On one hand, it contains soaring, even unprecedented, pledges to fix the problem. It commits the world’s governments to limit global temperature rise to “well below” 2 degrees Celsius above pre-industrial levels and to pursue even the 1.5 degrees goal that poor and especially vulnerable countries demanded. (After all, low-lying island states are already disappearing under rising sea levels after “only” 1 degree Celsius of temperature rise, while vast swaths of Africa and Central Asia have been enduring record droughts and floods.)

These audacious goals will be achieved by de-carbonizing the global economy “as soon as possible” and in any case by the second half of this century. That pledge in turn means that oil, gas, and coal – which collectively provide more than 80 percent of humanity’s energy today – must be abandoned, a stunning departure from business as usual. These and other aspects of the Paris agreement are why boosters have a point in calling it a “historic” breakthrough.

On the other hand, these pledges are not binding, and the Paris agreement lacks a convincing road map for delivering on its lofty goals. The emissions reductions currently pledged by individual countries, even if fully implemented, would result in temperatures rising by roughly 3 degrees Celsius, a suicidal amount. And the only means of enforcing these voluntary pledges will be public shaming by civil society and the rest of the international community.

What’s more, most of the reductions are not scheduled to begin until 2020, even though scientists have warned that global emissions should peak by 2020 if we want to have a good chance of preserving the cryosphere – the snow- and ice-covered regions of the earth, which are melting at terrifying speed. (Lose the Greenland ice sheet and we ensure roughly 20 feet of eventual sea level rise; lose the West Antarctic ice sheet and it is 80 feet.)

Nor does the Paris agreement provide anywhere near enough financial aid so that developing nations can do what’s necessary: reject coal and other dirty energy options in favor of solar, wind, and climate-friendly alternatives even as they prepare for the climate impacts certain to increasingly punish them in the years ahead by erecting sea defenses, improving weather forecasting capacities, and strengthening water supply and health systems. The agreement simply reiterates a commitment wealthy countries made at the Copenhagen summit in 2009 to provide $100 billion a year in climate aid by 2020; it promises to begin increasing such aid in 2025, though by an unspecified amount.

That really is a mess, but then it had to be a mess:

The terrible irony is that the final Paris agreement is at once a disastrous disappointment and probably the best that could have been achieved, given the effective veto power that climate deniers in the U.S. exercised over the process.
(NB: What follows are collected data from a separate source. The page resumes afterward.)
//! Parse diagnostics with colored terminal output.
//!
//! Recoverable parse errors are reported here as well as in the parser's error
//! list. Each distinct `(component, message)` pair is printed once per process
//! so that a malformed document does not flood stderr.

use std::collections::HashSet;
use std::sync::{Mutex, MutexGuard, PoisonError};

use owo_colors::OwoColorize;

/// Global set of warnings we've already printed (to deduplicate)
static WARNED: Mutex<Option<HashSet<String>>> = Mutex::new(None);

fn warned() -> MutexGuard<'static, Option<HashSet<String>>> {
    // A panic while holding the lock leaves the set itself intact.
    WARNED.lock().unwrap_or_else(PoisonError::into_inner)
}

fn key(component: &str, message: &str) -> String {
    format!("[{component}] {message}")
}

/// Report a diagnostic (prints once per unique message)
///
/// # Example
/// ```ignore
/// warn_once("XML Tokenizer", "duplicate-attribute: id");
/// ```
pub fn warn_once(component: &str, message: &str) {
    let should_print = warned()
        .get_or_insert_with(HashSet::new)
        .insert(key(component, message));

    if should_print {
        eprintln!("{}", format!("[xml5 {component}] ⚠ {message}").yellow());
    }
}

/// Whether this exact diagnostic has been reported since the last clear.
#[must_use]
pub fn has_warned(component: &str, message: &str) -> bool {
    warned()
        .as_ref()
        .is_some_and(|set| set.contains(&key(component, message)))
}

/// Clear all recorded warnings (call before parsing a new document)
pub fn clear_warnings() {
    if let Some(set) = warned().as_mut() {
        set.clear();
    }
}
//! Tree construction.
//!
//! The parser consumes tokens in three phases: before the root element,
//! inside it, and after it closes. Elements are namespace-resolved as they
//! are created and handed to a [`TreeSink`].

/// Phase-driven tree builder.
pub mod core;
/// Namespace resolution for element and attribute names.
pub mod namespace;
/// The interface between the tree builder and the tree it builds.
pub mod sink;

pub use self::core::{Phase, XmlParser, parse_str, parse_str_with_errors};
pub use namespace::{XML_NAMESPACE, XMLNS_NAMESPACE};
pub use sink::TreeSink;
The agreement almost certainly would have been more ambitious had the Obama administration not had to craft it to avoid a certain veto by Senate Republicans.

Kerry admitted as much in Paris, albeit usually behind closed doors. “He said he wished that we could include specific dates and figures for emissions cuts and financial aid [to developing countries], but he explained this could trigger a review by the U.S. Senate that could scuttle the entire agreement,” a delegate from a Mediterranean country told me, requesting anonymity because his government is a U.S. ally.

Everyone understands:

Last Friday, as the negotiations approached their final 24 hours, the Chinese vice foreign minister, Liu Zhenmin, told a press conference, “The U.S. secretary of state said that his government would face domestic difficulties if [specific emissions targets and timetables] are included in the Paris agreement.” Liu added, “We must have the United States on board for a successful Paris agreement. We need to find a solution that is acceptable to all.”

That, however, was a half-assed solution:

The Paris agreement is an amazing achievement that could herald the end of the fossil fuel era, but only if civil society in all its forms pushes governments and corporations the world over to act with unprecedented speed and ambition to go beyond its voluntary and insufficiently bold provisions.

Climate activists are already promising to invoke the 1.5 degrees target to block every new oil pipeline, fracking operation, and other type of fossil fuel infrastructure that gets proposed. Business and finance arguably will play the most decisive role. Richard Branson, the CEO of Virgin, led a group of CEOs who pledged in Paris to make their own companies carbon neutral by 2050, a trajectory they said was consistent with 1.5 degrees. “It’s actually just not that big a deal,” said Branson, but he emphasized that investors and entrepreneurs “need clear long-term goals set by governments this week.”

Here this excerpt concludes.